Print version ISSN 0043-3144

West Indian med. j. vol.62 no.9 Mona Dec. 2013

 

CASE REPORTS

 

Treatment with acarbose in severe hypoglycaemia due to late dumping syndrome

 

Tratamiento con acarbosa en la hipoglicemia severa debido al síndrome de dumping tardío

 

 

Congcong WangI; Shuguang PangI; Qiang JiangI; Guanglan DuanII; Yongmei SunII; Mei LiI

IEndocrinology Department, Jinan Central Hospital affiliated to Shandong University, Jinan, Shandong, China
IIJinan Central Hospital affiliated to Shandong University, Jinan, Shandong, China

Correspondence

 

 


ABSTRACT

BACKGROUND: We present a case of recurrent loss of consciousness, which was finally accurately diagnosed as late dumping syndrome twelve years after subtotal gastrectomy and successfully treated with acarbose. A 66-year old lean male was found unconscious repeatedly within one year. Oral glucose tolerance tests performed before and after acarbose treatment verified the diagnosis of late dumping syndrome. Acarbose can be used as a successful treatment modality for reactive hypoglycaemia due to late dumping syndrome by influencing the release of hormone.

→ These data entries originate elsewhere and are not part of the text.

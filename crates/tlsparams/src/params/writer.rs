//! Mutation interface used by the handshake layer.
//!
//! Setters store what they are given without validating it; deciding when a
//! value is correct is the handshake state machine's job.

use std::sync::Arc;

use tlsparams_types::TlsError;
use tracing::{info, warn};
use zeroize::Zeroizing;

use super::{RecordState, SecurityParameters};
use crate::certificate::Certificate;
use crate::crypt::secret::{SecretSlot, TlsSecret};
use crate::crypt::{KeyExchangeAlg, MaxFragmentLength, NamedGroup, PrfAlgorithm, SignatureScheme};
use crate::extensions::{ApplicationProtocol, ProtocolName, ServerName};
use crate::{CipherSuite, ProtocolVersion, TlsRole};

/// Write access to one connection's [`SecurityParameters`].
#[derive(Debug)]
pub struct SecurityParametersWriter<'a> {
    params: &'a mut SecurityParameters,
}

impl<'a> SecurityParametersWriter<'a> {
    pub(super) fn new(params: &'a mut SecurityParameters) -> Self {
        Self { params }
    }

    /// Read back through the writer.
    pub fn params(&self) -> &SecurityParameters {
        self.params
    }

    /// Assign the entity role. The first assignment wins.
    ///
    /// Re-asserting the current role is a no-op; asking for the other role
    /// fails with `RoleAlreadySet` and leaves the record untouched.
    pub fn set_entity(&mut self, role: TlsRole) -> Result<(), TlsError> {
        match self.params.entity {
            None => {
                self.params.entity = Some(role);
                if self.params.state == RecordState::Empty {
                    self.params.state = RecordState::Negotiating;
                }
                info!(role = role.as_str(), "negotiation started");
                Ok(())
            }
            Some(current) if current == role => Ok(()),
            Some(current) => {
                warn!(
                    current = current.as_str(),
                    attempted = role.as_str(),
                    "rejected entity role change"
                );
                Err(TlsError::RoleAlreadySet {
                    current: current.as_str(),
                    attempted: role.as_str(),
                })
            }
        }
    }

    /// Set the renegotiating flag.
    ///
    /// Raising it on an established connection moves to `Renegotiating` and
    /// clears the previous epoch (secrets and negotiation-scoped fields)
    /// before any new secret can be installed. Lowering it while the record
    /// is `Renegotiating` fails with `InvalidState` and changes nothing; the
    /// renegotiation ends through `mark_established`.
    pub fn set_renegotiating(&mut self, renegotiating: bool) -> Result<(), TlsError> {
        if !renegotiating && self.params.state == RecordState::Renegotiating {
            warn!("rejected clearing the renegotiating flag mid-renegotiation");
            return Err(TlsError::InvalidState("renegotiation in progress".into()));
        }
        self.params.renegotiating = renegotiating;
        if renegotiating && self.params.state == RecordState::Established {
            self.params.state = RecordState::Renegotiating;
            info!("renegotiation started; clearing previous epoch");
            return self.params.clear();
        }
        Ok(())
    }

    pub fn set_secure_renegotiation(&mut self, secure: bool) {
        self.params.secure_renegotiation = secure;
    }

    pub fn set_cipher_suite(&mut self, suite: CipherSuite) {
        self.params.cipher_suite = suite;
    }

    pub fn set_max_fragment_length(&mut self, mfl: Option<MaxFragmentLength>) {
        self.params.max_fragment_length = mfl;
    }

    pub fn set_prf_algorithm(&mut self, prf: PrfAlgorithm) {
        self.params.prf_algorithm = Some(prf);
    }

    pub fn set_verify_data_length(&mut self, len: usize) {
        self.params.verify_data_length = Some(len);
    }

    pub fn set_key_exchange_algorithm(&mut self, kx: KeyExchangeAlg) {
        self.params.key_exchange_algorithm = Some(kx);
    }

    pub fn set_negotiated_version(&mut self, version: ProtocolVersion) {
        self.params.negotiated_version = Some(version);
    }

    /// Install a secret, destroying the one it replaces first.
    pub fn set_secret(
        &mut self,
        slot: SecretSlot,
        secret: Box<dyn TlsSecret>,
    ) -> Result<(), TlsError> {
        self.params.secrets.set(slot, secret)
    }

    pub fn set_early_secret<S: TlsSecret + 'static>(&mut self, secret: S) -> Result<(), TlsError> {
        self.set_secret(SecretSlot::Early, Box::new(secret))
    }

    pub fn set_handshake_secret<S: TlsSecret + 'static>(
        &mut self,
        secret: S,
    ) -> Result<(), TlsError> {
        self.set_secret(SecretSlot::Handshake, Box::new(secret))
    }

    pub fn set_master_secret<S: TlsSecret + 'static>(&mut self, secret: S) -> Result<(), TlsError> {
        self.set_secret(SecretSlot::Master, Box::new(secret))
    }

    pub fn set_shared_secret<S: TlsSecret + 'static>(&mut self, secret: S) -> Result<(), TlsError> {
        self.set_secret(SecretSlot::Shared, Box::new(secret))
    }

    pub fn set_traffic_secret_client<S: TlsSecret + 'static>(
        &mut self,
        secret: S,
    ) -> Result<(), TlsError> {
        self.set_secret(SecretSlot::ClientTraffic, Box::new(secret))
    }

    pub fn set_traffic_secret_server<S: TlsSecret + 'static>(
        &mut self,
        secret: S,
    ) -> Result<(), TlsError> {
        self.set_secret(SecretSlot::ServerTraffic, Box::new(secret))
    }

    /// Destroy a single secret once it is no longer needed, e.g. the shared
    /// secret after the master secret has been derived.
    pub fn clear_secret(&mut self, slot: SecretSlot) -> Result<(), TlsError> {
        self.params.secrets.clear_slot(slot)
    }

    pub fn set_client_random(&mut self, random: [u8; 32]) {
        self.params.client_random = Some(random);
    }

    pub fn set_server_random(&mut self, random: [u8; 32]) {
        self.params.server_random = Some(random);
    }

    pub fn set_session_hash(&mut self, hash: Vec<u8>) {
        self.params.session_hash = Some(hash);
    }

    pub fn set_session_id(&mut self, id: Vec<u8>) {
        self.params.session_id = Some(id);
    }

    pub fn set_psk(&mut self, psk: Vec<u8>) {
        self.params.psk = Some(Zeroizing::new(psk));
    }

    pub fn set_psk_identity(&mut self, identity: Vec<u8>) {
        self.params.psk_identity = Some(identity);
    }

    pub fn set_srp_identity(&mut self, identity: Vec<u8>) {
        self.params.srp_identity = Some(identity);
    }

    pub fn set_tls_server_end_point(&mut self, value: Vec<u8>) {
        self.params.tls_server_end_point = Some(value);
    }

    pub fn set_tls_unique(&mut self, value: Vec<u8>) {
        self.params.tls_unique = Some(value);
    }

    pub fn set_local_verify_data(&mut self, verify_data: Vec<u8>) {
        self.params.local_verify_data = Some(verify_data);
    }

    pub fn set_peer_verify_data(&mut self, verify_data: Vec<u8>) {
        self.params.peer_verify_data = Some(verify_data);
    }

    pub fn set_encrypt_then_mac(&mut self, enabled: bool) {
        self.params.encrypt_then_mac = enabled;
    }

    pub fn set_extended_master_secret(&mut self, enabled: bool) {
        self.params.extended_master_secret = enabled;
    }

    pub fn set_extended_padding(&mut self, enabled: bool) {
        self.params.extended_padding = enabled;
    }

    pub fn set_truncated_hmac(&mut self, enabled: bool) {
        self.params.truncated_hmac = enabled;
    }

    /// Record the ALPN outcome. `None` means negotiated with no protocol
    /// selected; either way the protocol counts as set afterwards.
    pub fn set_application_protocol(&mut self, protocol: Option<ProtocolName>) {
        self.params.application_protocol = ApplicationProtocol::Negotiated(protocol);
    }

    pub fn set_client_server_names(&mut self, names: Vec<ServerName>) {
        self.params.client_server_names = Some(names);
    }

    pub fn set_client_sig_algs(&mut self, schemes: Vec<SignatureScheme>) {
        self.params.client_sig_algs = Some(schemes);
    }

    pub fn set_client_sig_algs_cert(&mut self, schemes: Vec<SignatureScheme>) {
        self.params.client_sig_algs_cert = Some(schemes);
    }

    pub fn set_client_supported_groups(&mut self, groups: Vec<NamedGroup>) {
        self.params.client_supported_groups = Some(groups);
    }

    pub fn set_local_certificate(&mut self, certificate: Arc<Certificate>) {
        self.params.local_certificate = Some(certificate);
    }

    pub fn set_peer_certificate(&mut self, certificate: Arc<Certificate>) {
        self.params.peer_certificate = Some(certificate);
    }

    /// Signal that the handshake (or renegotiation) completed.
    pub fn mark_established(&mut self) {
        self.params.state = RecordState::Established;
        info!(suite = self.params.cipher_suite.0, "security parameters established");
    }
}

Keywords: Acarbose, hypoglycaemia, late dumping syndrome


RESUMEN

ANTECEDENTES: Presentamos un caso de pérdida recurrente de conciencia, que fue finalmente diagnosticado con precisión como síndrome de dumping tardío, doce años después de la gastrectomía subtotal, y tratado con éxito con acarbosa. Un hombre magro de 66 años de edad fue encontrado inconsciente repetidas veces en un año. Las pruebas orales de tolerancia a la glucosa realizadas antes y después del tratamiento con acarbosa verificaron el diagnóstico de síndrome de dumping tardío. La acarbosa puede utilizarse como una modalidad de tratamiento acertado para la hipoglicemia reactiva debido al síndrome de dumping tardío por la influencia en la liberación de hormonas.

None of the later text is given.